By now, I hope you are getting a sense of how I roll here. On other sites, I cover a variety of topics...parenting, marriage, faith and then some. But this place is a bit sacred to me. I tend to process out loud here and many of the posts you'll find are coming out of current thoughts and conversations. The more I write elsewhere, the more this feels like home. I've been chewing on some questions today, which of course have brought back to this screen. How can I feel envious of someone I haven't seen in years (if even at all)? How can a picture, taken on someone's phone, make me feel that I am missing something? How can discontentment rise out of something as small as a facebook status?
I have three rules while using Pinterest: 1) Start from a place of contentment, otherwise stay away. 2) Just because she can do it (and wants to do it), doesn't mean I have to 3) Don't forget about all the things that can't be seen in that delicately balanced little picture. Truthfully, these rules should be applied to interaction with all forms of media.
It used to be that only magazines had airbrushed, filtered photos. I now have the ability to take a picture of the dumpster behind my apartment and make it look like a work of art using a couple built in tricks on my phone. Family pictures were once taken on a simple camera with film to be developed. However they came out, that's how they were. No edits or retakes. Hiring a professional meant throwing together some matching outfits and heading to the Sear's studio on a Saturday.
Don't misunderstand. I LOVE the choices we have now. If I could hire a professional photographer to follow my family around every Friday, I would without hesitation. The ability to capture the best moments in a single frame is a gift! Those quick breaks in the chaos when everyone is happy and present...each picture represents such memories. So please hear me when I say that they are good, but my mind can use them to play tricks on me. It's not about what other people post...it's about how I process what they say. Because when I see the pictures and read the updates, I tend to forget the things I cannot see.

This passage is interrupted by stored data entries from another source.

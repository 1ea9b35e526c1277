use serde_json::Value;

use crate::algorithm::{get_algorithm, AlgorithmId};
use crate::error::{Error, Result};
use crate::keys::Key;
use crate::limits::{MAX_DECODED_HEADER_SIZE, MAX_DECODED_PAYLOAD_SIZE, MAX_TOKEN_LENGTH};
use crate::token::{parsed, Token};
use crate::utils::base64url;

/// A signed token in JWS compact serialization
///
/// `base64url(header).base64url(payload).base64url(signature)`
#[derive(Debug, Clone, PartialEq, Eq, Hash)]
pub struct SignedToken(String);

impl SignedToken {
    /// Get the compact serialization
    pub fn as_str(&self) -> &str {
        &self.0
    }

    /// Get the compact serialization as bytes
    pub fn as_bytes(&self) -> &[u8] {
        self.0.as_bytes()
    }

    /// Consume into the compact serialization
    pub fn into_string(self) -> String {
        self.0
    }

    /// Verify the token with `key` and return its headers and claims
    pub fn verify(&self, key: &Key, algorithm: AlgorithmId) -> Result<Token> {
        parsed::parse(self.as_bytes(), key, algorithm)
    }
}

impl std::fmt::Display for SignedToken {
    fn fmt(&self, f: &mut std::fmt::Formatter<'_>) -> std::fmt::Result {
        f.write_str(&self.0)
    }
}

impl AsRef<str> for SignedToken {
    fn as_ref(&self) -> &str {
        self.as_str()
    }
}

impl AsRef<[u8]> for SignedToken {
    fn as_ref(&self) -> &[u8] {
        self.as_bytes()
    }
}

impl From<SignedToken> for String {
    fn from(token: SignedToken) -> Self {
        token.0
    }
}

/// Serialize and sign a token
///
/// Segments larger than the verifier accepts are refused, so every signed
/// token parses back with the same key.
pub(crate) fn sign(token: &Token, key: &Key, algorithm: AlgorithmId) -> Result<SignedToken> {
    let mut header = token.headers().clone();
    header.insert("alg".to_string(), Value::from(algorithm.as_str()));
    header
        .entry("typ")
        .or_insert_with(|| Value::from("JWT"));

    let header_json = serde_json::to_vec(&header)
        .map_err(|e| Error::SignFailed(format!("failed to serialize header: {e}")))?;
    let payload_json = serde_json::to_vec(token.claims())
        .map_err(|e| Error::SignFailed(format!("failed to serialize payload: {e}")))?;

    if header_json.len() > MAX_DECODED_HEADER_SIZE {
        return Err(Error::SignFailed(format!(
            "header is {} bytes, limit is {MAX_DECODED_HEADER_SIZE}",
            header_json.len()
        )));
    }
    if payload_json.len() > MAX_DECODED_PAYLOAD_SIZE {
        return Err(Error::SignFailed(format!(
            "payload is {} bytes, limit is {MAX_DECODED_PAYLOAD_SIZE}",
            payload_json.len()
        )));
    }

    let signing_input = format!(
        "{}.{}",
        base64url::encode_bytes(&header_json),
        base64url::encode_bytes(&payload_json)
    );

    let signer = get_algorithm(&algorithm);
    let signature = signer
        .sign(&signing_input, key)
        .map_err(|e| match e {
            Error::SignFailed(_) => e,
            other => Error::SignFailed(format!("{}: {other}", signer.name())),
        })?;

    let compact = format!("{signing_input}.{}", base64url::encode_bytes(&signature));
    if compact.len() > MAX_TOKEN_LENGTH {
        return Err(Error::SignFailed(format!(
            "token is {} bytes, limit is {MAX_TOKEN_LENGTH}",
            compact.len()
        )));
    }

    Ok(SignedToken(compact))
}
use crate::algorithm::Algorithm;
use crate::error::{Error, Result};
use crate::keys::Key;

use constant_time_eq::constant_time_eq;
use hmac::digest::KeyInit;
use hmac::{Hmac, Mac};
use sha2::{Sha256, Sha384, Sha512};

/// HS256 algorithm (HMAC with SHA-256)
pub struct HS256;

/// HS384 algorithm (HMAC with SHA-384)
pub struct HS384;

/// HS512 algorithm (HMAC with SHA-512)
pub struct HS512;

impl Algorithm for HS256 {
    fn name(&self) -> &'static str {
        "HS256"
    }

    fn sign(&self, signing_input: &str, key: &Key) -> Result<Vec<u8>> {
        let symmetric_key = key.as_symmetric()?;
        compute_mac::<Hmac<Sha256>>(signing_input, symmetric_key.as_bytes())
    }

    fn verify(&self, signing_input: &str, signature: &[u8], key: &Key) -> Result<()> {
        let symmetric_key = key.as_symmetric()?;
        verify_mac::<Hmac<Sha256>>(signing_input, signature, symmetric_key.as_bytes())
    }
}

impl Algorithm for HS384 {
    fn name(&self) -> &'static str {
        "HS384"
    }

    fn sign(&self, signing_input: &str, key: &Key) -> Result<Vec<u8>> {
        let symmetric_key = key.as_symmetric()?;
        compute_mac::<Hmac<Sha384>>(signing_input, symmetric_key.as_bytes())
    }

    fn verify(&self, signing_input: &str, signature: &[u8], key: &Key) -> Result<()> {
        let symmetric_key = key.as_symmetric()?;
        verify_mac::<Hmac<Sha384>>(signing_input, signature, symmetric_key.as_bytes())
    }
}

impl Algorithm for HS512 {
    fn name(&self) -> &'static str {
        "HS512"
    }

    fn sign(&self, signing_input: &str, key: &Key) -> Result<Vec<u8>> {
        let symmetric_key = key.as_symmetric()?;
        compute_mac::<Hmac<Sha512>>(signing_input, symmetric_key.as_bytes())
    }

    fn verify(&self, signing_input: &str, signature: &[u8], key: &Key) -> Result<()> {
        let symmetric_key = key.as_symmetric()?;
        verify_mac::<Hmac<Sha512>>(signing_input, signature, symmetric_key.as_bytes())
    }
}

/// Compute the MAC of the signing input
fn compute_mac<M: Mac + KeyInit>(signing_input: &str, secret: &[u8]) -> Result<Vec<u8>> {
    let mut mac = <M as Mac>::new_from_slice(secret)
        .map_err(|e| Error::SignFailed(format!("HMAC key: {e}")))?;
    mac.update(signing_input.as_bytes());
    Ok(mac.finalize().into_bytes().to_vec())
}

/// Verify a MAC with constant-time comparison
fn verify_mac<M: Mac + KeyInit>(signing_input: &str, signature: &[u8], secret: &[u8]) -> Result<()> {
    let expected_signature =
        compute_mac::<M>(signing_input, secret).map_err(|_| Error::VerificationFailed)?;

    if signature.len() != expected_signature.len() {
        return Err(Error::VerificationFailed);
    }

    if constant_time_eq(signature, &expected_signature) {
        Ok(())
    } else {
        Err(Error::VerificationFailed)
    }
}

Allow me to demonstrate. Here is a picture of my boys as we left for Thanksgiving lunch. Happy. Clean. Laughing. Clothed.
Do you know how many pictures I took to get ONE where they were both smiling and somewhat looking at me? And let's just talk about the ten minutes I chased my son around the apartment trying to dry his hair while he screamed "no mommy! no!"...
Perhaps your newsfeed has been flooded with beautiful shots of savory meals and colorful tables. Let us not forget that this is what the kitchen looks like behind all those pictures (photo taken of my sink AFTER two loads of dishes)...
I don't post pictures at 4:00 AM when I've already been up three times with my six month old who, yes, still doesn't sleep through the night. I don't post pictures of me doing the ugly cry in the car when I think about my boys growing up. I don't post facebook statuses from the bathroom as I rush to clean the toilet because our friends arrived for dinner and I remember that someone else will actually being using it.
The pictures...the tweets...the status updates...they don't always give us the sharp taste of dirty realness in everyone else's lives. If we think beyond what we can see, we might reinterpret some common posts...
"Major dinner fail = pizza with my love!" could also read, "house smells like burnt flesh and I cried while throwing away $30 worth of groceries."
"Snuggled up with kids watching Charlie Brown's Thanksgiving by the fire!" could be followed up with, "kids quit after 10 minutes...they are now chasing each other and screaming...husband and I are fighting about who should put them to bed."
Picture of an ultrasound next to a pregnant belly could easily carry the caption, "14 weeks...you think I'm glowing? That's sweat because I just finished throwing up."
We know this is reality, but occasionally, we forget that everyone else is living in the same reality as us. And when we forget how real everyone else's lives actually are, we become disillusioned with our own stories. Somehow our lives begin to feel unusually ordinary, and we may buy into this idea that others are living a pinterest board life we dream of but cannot attain. As if they exist in some sort of instagram utopia, while we scrape by in a world of dirty dishes, backed up toilets, and uncooperative children. And from this place, we become discontent.
We are all living in the same unfiltered picture; full of earth, tears, sweat, pain, joy, fear, and mystery. Their life is just as gritty and bland as yours. And your life is just as beautiful, complex and exciting as theirs.